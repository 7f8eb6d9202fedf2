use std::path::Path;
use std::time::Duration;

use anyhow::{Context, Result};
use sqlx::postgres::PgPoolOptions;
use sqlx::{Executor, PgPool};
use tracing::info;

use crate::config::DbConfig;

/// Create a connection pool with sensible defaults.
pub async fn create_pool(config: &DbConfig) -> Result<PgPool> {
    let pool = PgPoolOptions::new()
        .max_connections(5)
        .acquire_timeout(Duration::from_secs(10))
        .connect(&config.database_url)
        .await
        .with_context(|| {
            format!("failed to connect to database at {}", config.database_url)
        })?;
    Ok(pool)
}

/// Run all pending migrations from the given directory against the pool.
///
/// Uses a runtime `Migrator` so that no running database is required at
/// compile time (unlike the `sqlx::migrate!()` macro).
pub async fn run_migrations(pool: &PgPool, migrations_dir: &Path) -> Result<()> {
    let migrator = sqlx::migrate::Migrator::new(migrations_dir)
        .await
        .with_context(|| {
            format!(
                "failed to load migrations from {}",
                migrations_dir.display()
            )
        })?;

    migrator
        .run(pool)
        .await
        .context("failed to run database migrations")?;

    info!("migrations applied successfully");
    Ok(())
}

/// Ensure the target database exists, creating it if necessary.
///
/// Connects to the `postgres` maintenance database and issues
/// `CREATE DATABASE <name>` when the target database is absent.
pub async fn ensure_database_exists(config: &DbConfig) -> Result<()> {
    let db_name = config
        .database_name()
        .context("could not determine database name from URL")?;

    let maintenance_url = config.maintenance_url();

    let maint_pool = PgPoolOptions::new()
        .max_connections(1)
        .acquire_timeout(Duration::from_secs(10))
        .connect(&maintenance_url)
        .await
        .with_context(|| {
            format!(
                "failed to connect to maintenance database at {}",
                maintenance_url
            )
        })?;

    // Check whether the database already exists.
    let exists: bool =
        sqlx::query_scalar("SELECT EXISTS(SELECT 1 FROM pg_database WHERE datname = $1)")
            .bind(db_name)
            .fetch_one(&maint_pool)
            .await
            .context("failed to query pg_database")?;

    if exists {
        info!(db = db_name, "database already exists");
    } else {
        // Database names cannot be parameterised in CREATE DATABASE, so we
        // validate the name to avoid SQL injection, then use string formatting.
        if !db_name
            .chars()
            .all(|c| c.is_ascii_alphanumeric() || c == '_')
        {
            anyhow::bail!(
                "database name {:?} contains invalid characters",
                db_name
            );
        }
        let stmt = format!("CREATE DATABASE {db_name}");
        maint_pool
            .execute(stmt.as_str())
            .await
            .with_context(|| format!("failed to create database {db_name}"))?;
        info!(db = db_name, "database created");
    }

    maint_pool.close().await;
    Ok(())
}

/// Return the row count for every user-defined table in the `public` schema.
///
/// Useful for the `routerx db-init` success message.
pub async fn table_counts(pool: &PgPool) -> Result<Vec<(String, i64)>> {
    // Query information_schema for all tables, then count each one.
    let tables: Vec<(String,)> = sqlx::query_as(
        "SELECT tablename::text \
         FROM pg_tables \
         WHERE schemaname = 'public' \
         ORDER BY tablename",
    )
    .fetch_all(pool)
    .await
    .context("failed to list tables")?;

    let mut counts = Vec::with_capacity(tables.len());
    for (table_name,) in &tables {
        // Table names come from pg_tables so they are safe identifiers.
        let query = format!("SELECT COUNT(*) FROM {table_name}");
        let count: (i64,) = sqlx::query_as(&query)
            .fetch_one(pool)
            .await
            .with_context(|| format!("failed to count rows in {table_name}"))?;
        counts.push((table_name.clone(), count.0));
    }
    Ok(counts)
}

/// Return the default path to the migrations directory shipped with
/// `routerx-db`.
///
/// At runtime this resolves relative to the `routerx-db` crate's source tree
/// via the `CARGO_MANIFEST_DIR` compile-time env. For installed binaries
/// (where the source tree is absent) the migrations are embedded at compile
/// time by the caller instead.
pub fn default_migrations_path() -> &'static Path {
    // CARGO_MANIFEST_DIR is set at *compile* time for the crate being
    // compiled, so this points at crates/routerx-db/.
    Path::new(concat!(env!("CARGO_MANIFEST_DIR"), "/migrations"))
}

--------------------

* _Work task_: Transcribe the listing from start to finish, exactly as given.

* _Finished task_:
repository 7f8eb6d9202fedf2
use std::path::Path;
use std::time::Duration;

use anyhow::{Context, Result};
use sqlx::postgres::PgPoolOptions;
use sqlx::{Executor, PgPool};
use tracing::info;

use crate::config::DbConfig;

/// Create a connection pool with sensible defaults.
pub async fn create_pool(config: &DbConfig) -> Result<PgPool> {
    let pool = PgPoolOptions::new()
        .max_connections(5)
        .acquire_timeout(Duration::from_secs(10))
        .connect(&config.database_url)
        .await
        .with_context(|| {
            format!("failed to connect to database at {}", config.database_url)
        })?;
    Ok(pool)
}

/// Run all pending migrations from the given directory against the pool.
///
/// Uses a runtime `Migrator` so that no running database is required at
/// compile time (unlike the `sqlx::migrate!()` macro).
pub async fn run_migrations(pool: &PgPool, migrations_dir: &Path) -> Result<()> {
    let migrator = sqlx::migrate::Migrator::new(migrations_dir)
        .await
        .with_context(|| {
            format!(
                "failed to load migrations from {}",
                migrations_dir.display()
            )
        })?;

    migrator
        .run(pool)
        .await
        .context("failed to run database migrations")?;

    info!("migrations applied successfully");
    Ok(())
}

/// Ensure the target database exists, creating it if necessary.
///
/// Connects to the `postgres` maintenance database and issues
/// `CREATE DATABASE <name>` when the target database is absent.
pub async fn ensure_database_exists(config: &DbConfig) -> Result<()> {
    let db_name = config
        .database_name()
        .context("could not determine database name from URL")?;

    let maintenance_url = config.maintenance_url();

    let maint_pool = PgPoolOptions::new()
        .max_connections(1)
        .acquire_timeout(Duration::from_secs(10))
        .connect(&maintenance_url)
        .await
        .with_context(|| {
            format!(
                "failed to connect to maintenance database at {}",
                maintenance_url
            )
        })?;

    // Check whether the database already exists.
    let exists: bool =
        sqlx::query_scalar("SELECT EXISTS(SELECT 1 FROM pg_database WHERE datname = $1)")
            .bind(db_name)
            .fetch_one(&maint_pool)
            .await
            .context("failed to query pg_database")?;

    if exists {
        info!(db = db_name, "database already exists");
    } else {
        // Database names cannot be parameterised in CREATE DATABASE, so we
        // validate the name to avoid SQL injection, then use string formatting.
        if !db_name
            .chars()
            .all(|c| c.is_ascii_alphanumeric() || c == '_')
        {
            anyhow::bail!(
                "database name {:?} contains invalid characters",
                db_name
            );
        }
        let stmt = format!("CREATE DATABASE {db_name}");
        maint_pool
            .execute(stmt.as_str())
            .await
            .with_context(|| format!("failed to create database {db_name}"))?;
        info!(db = db_name, "database created");
    }

    maint_pool.close().await;
    Ok(())
}

/// Return the row count for every user-defined table in the `public` schema.
///
/// Useful for the `routerx db-init` success message.
pub async fn table_counts(pool: &PgPool) -> Result<Vec<(String, i64)>> {
    // Query information_schema for all tables, then count each one.
    let tables: Vec<(String,)> = sqlx::query_as(
        "SELECT tablename::text \
         FROM pg_tables \
         WHERE schemaname = 'public' \
         ORDER BY tablename",
    )
    .fetch_all(pool)
    .await
    .context("failed to list tables")?;

    let mut counts = Vec::with_capacity(tables.len());
    for (table_name,) in &tables {
        // Table names come from pg_tables so they are safe identifiers.
        let query = format!("SELECT COUNT(*) FROM {table_name}");
        let count: (i64,) = sqlx::query_as(&query)
            .fetch_one(pool)
            .await
            .with_context(|| format!("failed to count rows in {table_name}"))?;
        counts.push((table_name.clone(), count.0));
    }
    Ok(counts)
}

/// Return the default path to the migrations directory shipped with
/// `routerx-db`.
///
/// At runtime this resolves relative to the `routerx-db` crate's source tree
/// via the `CARGO_MANIFEST_DIR` compile-time env. For installed binaries
/// (where the source tree is absent) the migrations are embedded at compile
/// time by the caller instead.
pub fn default_migrations_path() -> &'static Path {
    // CARGO_MANIFEST_DIR is set at *compile* time for the crate being
    // compiled, so this points at crates/routerx-db/.
    Path::new(concat!(env!("CARGO_MANIFEST_DIR"), "/migrations"))
}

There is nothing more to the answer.